It is also worth noting that this dramatic shift has not been entirely the province of far right economic rationalists and neoliberals. It has also occurred on the watch of the social democrats who have been neutral at best and complementary at worst towards the economic stream flowing fast towards the right. In an essay in The Monthly Kevin Rudd laid out his vision for social democracy to save Australia’s politics, “[it is…] the battle between free-market fundamentalism and the social democratic belief that individual reward can be balanced with social responsibility”. Yet the social democratic belief in restoring a balance within capitalism was an illusion and neglected the unequal social and ecological relations under capitalism. While the Rudd government managed to deter the brunt of the Global Financial Crisis from Australia, he only preserved business as usual, that being rising inequality and ecological destruction in the name of economic ‘growth’. The unprecedented surge in inequality and the changing climate is not just evidence of the failure of neoliberalism and economic rationalism, but also of the failure of social democracy.

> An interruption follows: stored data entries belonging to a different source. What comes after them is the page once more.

use anyhow::{Context, Result};
use serde::{Deserialize, Serialize};
use std::path::Path;

use crate::error::ConfigError;

/// Top-level configuration from `.costscope.toml`
#[derive(Debug, Clone, Default, Serialize, Deserialize)]
pub struct Config {
    #[serde(default)]
    pub monte_carlo: MonteCarloConfig,
    #[serde(default)]
    pub financial: FinancialConfig,
    #[serde(default)]
    pub sensitivity: SensitivityConfig,
    #[serde(default)]
    pub risk: RiskConfig,
    #[serde(default)]
    pub scenarios: ScenarioConfig,
    #[serde(default)]
    pub resources: ResourceConfig,
}

/// Bounds of a triangular distribution of multiplicative factors.
#[derive(Debug, Clone, Copy, PartialEq, Serialize, Deserialize)]
pub struct TriangularFactor {
    pub low: f64,
    pub mode: f64,
    pub high: f64,
}

impl TriangularFactor {
    fn check(&self, name: &'static str) -> Result<(), ConfigError> {
        let ok = self.low > 0.0
            && self.low <= self.mode
            && self.mode <= self.high
            && self.high.is_finite();
        if ok {
            Ok(())
        } else {
            Err(ConfigError::InvalidTriangular {
                name,
                low: self.low,
                mode: self.mode,
                high: self.high,
            })
        }
    }
}

/// Monte Carlo sampling settings. The seed is always explicit.
#[derive(Debug, Clone, Serialize, Deserialize)]
pub struct MonteCarloConfig {
    #[serde(default = "default_iterations")]
    pub iterations: u64,
    #[serde(default = "default_seed")]
    pub seed: u64,
    #[serde(default = "default_size_factor")]
    pub size_factor: TriangularFactor,
    #[serde(default = "default_eaf_factor")]
    pub eaf_factor: TriangularFactor,
    #[serde(default = "default_true")]
    pub parallel: bool,
}

fn default_iterations() -> u64 {
    1000
}
fn default_seed() -> u64 {
    42
}
fn default_size_factor() -> TriangularFactor {
    TriangularFactor {
        low: 0.85,
        mode: 1.0,
        high: 1.30,
    }
}
fn default_eaf_factor() -> TriangularFactor {
    TriangularFactor {
        low: 0.90,
        mode: 1.0,
        high: 1.20,
    }
}
fn default_true() -> bool {
    true
}

impl Default for MonteCarloConfig {
    fn default() -> Self {
        Self {
            iterations: default_iterations(),
            seed: default_seed(),
            size_factor: default_size_factor(),
            eaf_factor: default_eaf_factor(),
            parallel: true,
        }
    }
}

/// Cash-flow schedule policy and IRR solver bounds.
#[derive(Debug, Clone, Serialize, Deserialize)]
pub struct FinancialConfig {
    #[serde(default = "default_investment_curve")]
    pub investment_curve: Vec<f64>,
    #[serde(default = "default_revenue_start")]
    pub revenue_start_period: usize,
    #[serde(default = "default_irr_lower")]
    pub irr_lower: f64,
    #[serde(default = "default_irr_upper")]
    pub irr_upper: f64,
    #[serde(default = "default_irr_tolerance")]
    pub irr_tolerance: f64,
    #[serde(default = "default_irr_max_iterations")]
    pub irr_max_iterations: u32,
}

fn default_investment_curve() -> Vec<f64> {
    vec![0.3, 0.4, 0.3]
}
fn default_revenue_start() -> usize {
    1
}
fn default_irr_lower() -> f64 {
    -0.99
}
fn default_irr_upper() -> f64 {
    10.0
}
fn default_irr_tolerance() -> f64 {
    1e-7
}
fn default_irr_max_iterations() -> u32 {
    200
}

impl Default for FinancialConfig {
    fn default() -> Self {
        Self {
            investment_curve: default_investment_curve(),
            revenue_start_period: default_revenue_start(),
            irr_lower: default_irr_lower(),
            irr_upper: default_irr_upper(),
            irr_tolerance: default_irr_tolerance(),
            irr_max_iterations: default_irr_max_iterations(),
        }
    }
}

#[derive(Debug, Clone, Serialize, Deserialize)]
pub struct SensitivityConfig {
    #[serde(default = "default_delta")]
    pub delta: f64,
}

fn default_delta() -> f64 {
    0.10
}

impl Default for SensitivityConfig {
    fn default() -> Self {
        Self {
            delta: default_delta(),
        }
    }
}

/// Shape parameters of the risk sub-scores.
#[derive(Debug, Clone, Serialize, Deserialize)]
pub struct RiskConfig {
    /// Size (KLOC) at which the size part of the technical score is half its maximum.
    #[serde(default = "default_size_half_point")]
    pub size_half_point_kloc: f64,
    /// Relative p90-p10 spread that maps to a budget score of 100.
    #[serde(default = "default_budget_spread_ceiling")]
    pub budget_spread_ceiling: f64,
    /// Team/staffing ratio (or its inverse) that maps to a human score of 100.
    #[serde(default = "default_team_ratio_ceiling")]
    pub team_ratio_ceiling: f64,
}

fn default_size_half_point() -> f64 {
    100.0
}
fn default_budget_spread_ceiling() -> f64 {
    0.5
}
fn default_team_ratio_ceiling() -> f64 {
    4.0
}

impl Default for RiskConfig {
    fn default() -> Self {
        Self {
            size_half_point_kloc: default_size_half_point(),
            budget_spread_ceiling: default_budget_spread_ceiling(),
            team_ratio_ceiling: default_team_ratio_ceiling(),
        }
    }
}

/// Team multipliers and the Brooks'-law tradeoff curve used by the optimizer.
#[derive(Debug, Clone, Serialize, Deserialize)]
pub struct ScenarioConfig {
    #[serde(default = "default_accelerated")]
    pub accelerated_factor: f64,
    #[serde(default = "default_lean")]
    pub lean_factor: f64,
    #[serde(default = "default_brooks")]
    pub brooks_exponent: f64,
    #[serde(default = "default_max_compression")]
    pub max_compression: f64,
}

fn default_accelerated() -> f64 {
    1.5
}
fn default_lean() -> f64 {
    0.75
}
fn default_brooks() -> f64 {
    0.25
}
fn default_max_compression() -> f64 {
    0.75
}

impl Default for ScenarioConfig {
    fn default() -> Self {
        Self {
            accelerated_factor: default_accelerated(),
            lean_factor: default_lean(),
            brooks_exponent: default_brooks(),
            max_compression: default_max_compression(),
        }
    }
}

#[derive(Debug, Clone, Serialize, Deserialize)]
pub struct ResourceConfig {
    #[serde(default = "default_developer_share")]
    pub developer_share: f64,
}

fn default_developer_share() -> f64 {
    0.7
}

impl Default for ResourceConfig {
    fn default() -> Self {
        Self {
            developer_share: default_developer_share(),
        }
    }
}

impl Config {
    /// Load configuration from a `.costscope.toml` file.
    pub fn load(path: &Path) -> Result<Self> {
        let content = std::fs::read_to_string(path)
            .with_context(|| format!("failed to read config file '{}'", path.display()))?;
        let config: Config = toml::from_str(&content).with_context(|| {
            format!(
                "failed to parse '{}'. Run `costscope init` to create a valid config file",
                path.display()
            )
        })?;
        Ok(config)
    }

    /// Load from `.costscope.toml` in the given directory or any ancestor, or return defaults.
    pub fn load_or_default(dir: &Path) -> Self {
        let start = dir.canonicalize().unwrap_or_else(|_| dir.to_path_buf());
        let mut current = start.as_path();
        loop {
            let config_path = current.join(".costscope.toml");
            if config_path.exists() {
                return match Self::load(&config_path) {
                    Ok(config) => config,
                    Err(e) => {
                        tracing::warn!(
                            path = %config_path.display(),
                            "failed to load config: {e:#}. Using defaults."
                        );
                        Self::default()
                    }
                };
            }
            match current.parent() {
                Some(parent) => current = parent,
                None => break,
            }
        }
        Self::default()
    }

    /// Check every tunable. Any error here is fatal to a request.
    pub fn validate(&self) -> Result<(), ConfigError> {
        let mc = &self.monte_carlo;
        if mc.iterations == 0 {
            return Err(ConfigError::ZeroIterations);
        }
        mc.size_factor.check("size_factor")?;
        mc.eaf_factor.check("eaf_factor")?;

        let fin = &self.financial;
        let sum: f64 = fin.investment_curve.iter().sum();
        if fin.investment_curve.is_empty()
            || fin.investment_curve.iter().any(|w| *w < 0.0 || !w.is_finite())
            || (sum - 1.0).abs() > 1e-9
        {
            return Err(ConfigError::InvalidInvestmentCurve { sum });
        }
        if !(fin.irr_lower > -1.0 && fin.irr_lower < fin.irr_upper)
            || fin.irr_tolerance <= 0.0
            || fin.irr_max_iterations == 0
        {
            return Err(ConfigError::InvalidIrrInterval {
                lower: fin.irr_lower,
                upper: fin.irr_upper,
            });
        }

        let delta = self.sensitivity.delta;
        if !(delta > 0.0 && delta < 1.0) {
            return Err(ConfigError::InvalidSensitivityDelta(delta));
        }

        let risk = &self.risk;
        for (name, value) in [
            ("size_half_point_kloc", risk.size_half_point_kloc),
            ("budget_spread_ceiling", risk.budget_spread_ceiling),
        ] {
            if value <= 0.0 || !value.is_finite() {
                return Err(ConfigError::InvalidRiskSetting { name, value });
            }
        }
        if risk.team_ratio_ceiling <= 1.0 || !risk.team_ratio_ceiling.is_finite() {
            return Err(ConfigError::InvalidRiskSetting {
                name: "team_ratio_ceiling",
                value: risk.team_ratio_ceiling,
            });
        }

        let sc = &self.scenarios;
        if sc.accelerated_factor <= 1.0 {
            return Err(ConfigError::InvalidScenarioSetting {
                name: "accelerated_factor",
                value: sc.accelerated_factor,
            });
        }
        if !(sc.lean_factor > 0.0 && sc.lean_factor < 1.0) {
            return Err(ConfigError::InvalidScenarioSetting {
                name: "lean_factor",
                value: sc.lean_factor,
            });
        }
        if !(0.0..1.0).contains(&sc.brooks_exponent) {
            return Err(ConfigError::InvalidScenarioSetting {
                name: "brooks_exponent",
                value: sc.brooks_exponent,
            });
        }
        if !(sc.max_compression > 0.0 && sc.max_compression <= 1.0) {
            return Err(ConfigError::InvalidScenarioSetting {
                name: "max_compression",
                value: sc.max_compression,
            });
        }

        let share = self.resources.developer_share;
        if !(share > 0.0 && share < 1.0) {
            return Err(ConfigError::InvalidDeveloperShare(share));
        }
        Ok(())
    }

    /// Generate default TOML content for `costscope init`.
    pub fn default_toml() -> String {
        r#"# Costscope - Estimation Engine Configuration

[monte_carlo]
# Number of independent trials and the seed that makes them reproducible
iterations = 1000
seed = 42
parallel = true
# Multiplicative uncertainty on size and effort adjustment factor (triangular)
size_factor = { low = 0.85, mode = 1.0, high = 1.30 }
eaf_factor = { low = 0.90, mode = 1.0, high = 1.20 }

[financial]
# Share of the total cost spent in each period, starting at period 0 (must sum to 1)
investment_curve = [0.3, 0.4, 0.3]
# First period that earns revenue
revenue_start_period = 1
# IRR bisection bounds
irr_lower = -0.99
irr_upper = 10.0
irr_tolerance = 1e-7
irr_max_iterations = 200

[sensitivity]
# One-factor-at-a-time perturbation (+/- 10%)
delta = 0.10

[risk]
size_half_point_kloc = 100.0
budget_spread_ceiling = 0.5
team_ratio_ceiling = 4.0

[scenarios]
accelerated_factor = 1.5
lean_factor = 0.75
brooks_exponent = 0.25
# Shortest schedule reachable, as a fraction of the nominal duration
max_compression = 0.75

[resources]
# Share of the required staffing that is development work (the rest is testing)
developer_share = 0.7
"#
        .to_string()
    }
}

#[cfg(test)]
mod tests {
    use super::*;

    #[test]
    fn test_default_config() {
        let config = Config::default();
        assert_eq!(config.monte_carlo.iterations, 1000);
        assert_eq!(config.monte_carlo.seed, 42);
        assert_eq!(config.financial.investment_curve, vec![0.3, 0.4, 0.3]);
        assert!((config.sensitivity.delta - 0.10).abs() < f64::EPSILON);
        assert!(config.validate().is_ok());
    }

    #[test]
    fn test_default_toml_is_valid() {
        let config: Config = toml::from_str(&Config::default_toml()).unwrap();
        assert!(config.validate().is_ok());
        assert_eq!(config.monte_carlo.size_factor.high, 1.30);
        assert_eq!(config.scenarios.lean_factor, 0.75);
    }

    #[test]
    fn test_partial_toml_keeps_defaults() {
        let toml_str = r#"
[monte_carlo]
iterations = 5000
"#;
        let config: Config = toml::from_str(toml_str).unwrap();
        assert_eq!(config.monte_carlo.iterations, 5000);
        assert_eq!(config.monte_carlo.seed, 42);
        assert_eq!(config.financial.revenue_start_period, 1);
    }

    #[test]
    fn test_zero_iterations_rejected() {
        let mut config = Config::default();
        config.monte_carlo.iterations = 0;
        assert_eq!(config.validate(), Err(ConfigError::ZeroIterations));
    }

    #[test]
    fn test_investment_curve_must_sum_to_one() {
        let mut config = Config::default();
        config.financial.investment_curve = vec![0.5, 0.4];
        assert!(matches!(
            config.validate(),
            Err(ConfigError::InvalidInvestmentCurve { .. })
        ));

        config.financial.investment_curve = vec![];
        assert!(config.validate().is_err());

        config.financial.investment_curve = vec![1.2, -0.2];
        assert!(config.validate().is_err());
    }

    #[test]
    fn test_triangular_bounds_checked() {
        let mut config = Config::default();
        config.monte_carlo.eaf_factor = TriangularFactor {
            low: 1.1,
            mode: 1.0,
            high: 1.2,
        };
        assert!(matches!(
            config.validate(),
            Err(ConfigError::InvalidTriangular {
                name: "eaf_factor",
                ..
            })
        ));
    }

    #[test]
    fn test_scenario_factors_checked() {
        let mut config = Config::default();
        config.scenarios.lean_factor = 1.2;
        assert!(config.validate().is_err());
    }

    #[test]
    fn test_load_or_default_walks_up() {
        let dir = tempfile::tempdir().unwrap();
        std::fs::write(
            dir.path().join(".costscope.toml"),
            "[monte_carlo]\nseed = 7\n",
        )
        .unwrap();
        let nested = dir.path().join("a").join("b");
        std::fs::create_dir_all(&nested).unwrap();

        let config = Config::load_or_default(&nested);
        assert_eq!(config.monte_carlo.seed, 7);
    }

    #[test]
    fn test_load_reports_parse_errors() {
        let dir = tempfile::tempdir().unwrap();
        let path = dir.path().join("broken.toml");
        std::fs::write(&path, "[monte_carlo\niterations = ").unwrap();
        let err = Config::load(&path).unwrap_err();
        assert!(format!("{err:#}").contains("costscope init"));
    }
}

By taking a neutral stance on capitalism, social democrats have been swept along with the current of the right. What is needed is concerted action and strategy to forge a current in the opposite direction.
Where does this leave us?
We have to see that the ‘economy’ is not a stable or inert system but instead bound in politics, assumptions and relations of power. Historically, the study of the economy rested in political economy – fought between the heavyweights of Marx, Smith and others. They did not call themselves economists, but political economists, understanding that all studies of economic systems were political and bounded in power. Somewhere along the line, about the time of the introduction of neoclassical economics, we swallowed the pill that the economy is synonymous with capitalism and that this is a rational and central fact in all matters of development. In doing so, we have forgotten that the ‘economy’ is highly political. Through the neoliberal process, the state has become entwined with the interests of capital, severely undermining its ability to ‘represent the people’. What this has meant is that the rights (both economic and civil) of the average citizen have been severely depreciated. The state does not respond to the needs of its citizens, let alone the needs of ecological systems. It has become what Jackson calls the ‘conflicted state’:
“On the one hand government is bound to the pursuit of economic growth. On the other, it finds itself having to intervene to protect the common good from the incursions of the market. The state itself is deeply conflicted, striving on the one hand to encourage consumer freedoms that lead to growth and on the other to protect social goods and defend ecological limits”8.
The Australian state finds itself looking upwards towards the ‘big end of town’, and all those obliging voters who still believe there is a future in protecting elite interests. Guy Standing has called these the salariat, the comfortable and the secure. What should be noted is that the number in the secure career class, and mobility to join this class, is rapidly reducing. In the opposite direction, precariousness of the workforce is fast increasing. Casualization, underemployment, increased workplace ‘flexibility’ are all rising (creating a new and growing social class that Standing calls the ‘precariat’). This means that our democratic rights have been dramatically reduced. As Standing points out, these processes have “eroded the democratic principle that each citizen has an equal right to vote and an equal weight in the process”9.
The unfortunate situation is this: without a state to protect us, and with our economic security radically undermined, our ability to be politically and socially engaged in issues such as ecological and social justice is jeopardised.
Power and rights that were fought for in the 19th and 20th centuries is quickly dissolving right in front of our eyes.
The challenge is to endure against what Neil Howard calls “unrivalled discursive power”. No one will explicitly put their hand up and say ‘I am for environmental degradation or exploitation of vulnerable people’; everyone is against it. Yet responses to our challenges mostly reproduce the status quo of maintaining and managing the capitalist system. Very few have the courage to actually make inroads against the inherent instability under capitalism. Two common examples of the reproduction of insecurity in the name of progress are the promotion of green industries as a technological fix for ecological degradation and reforming the welfare state. Neither are enough to deal with the challenges we face.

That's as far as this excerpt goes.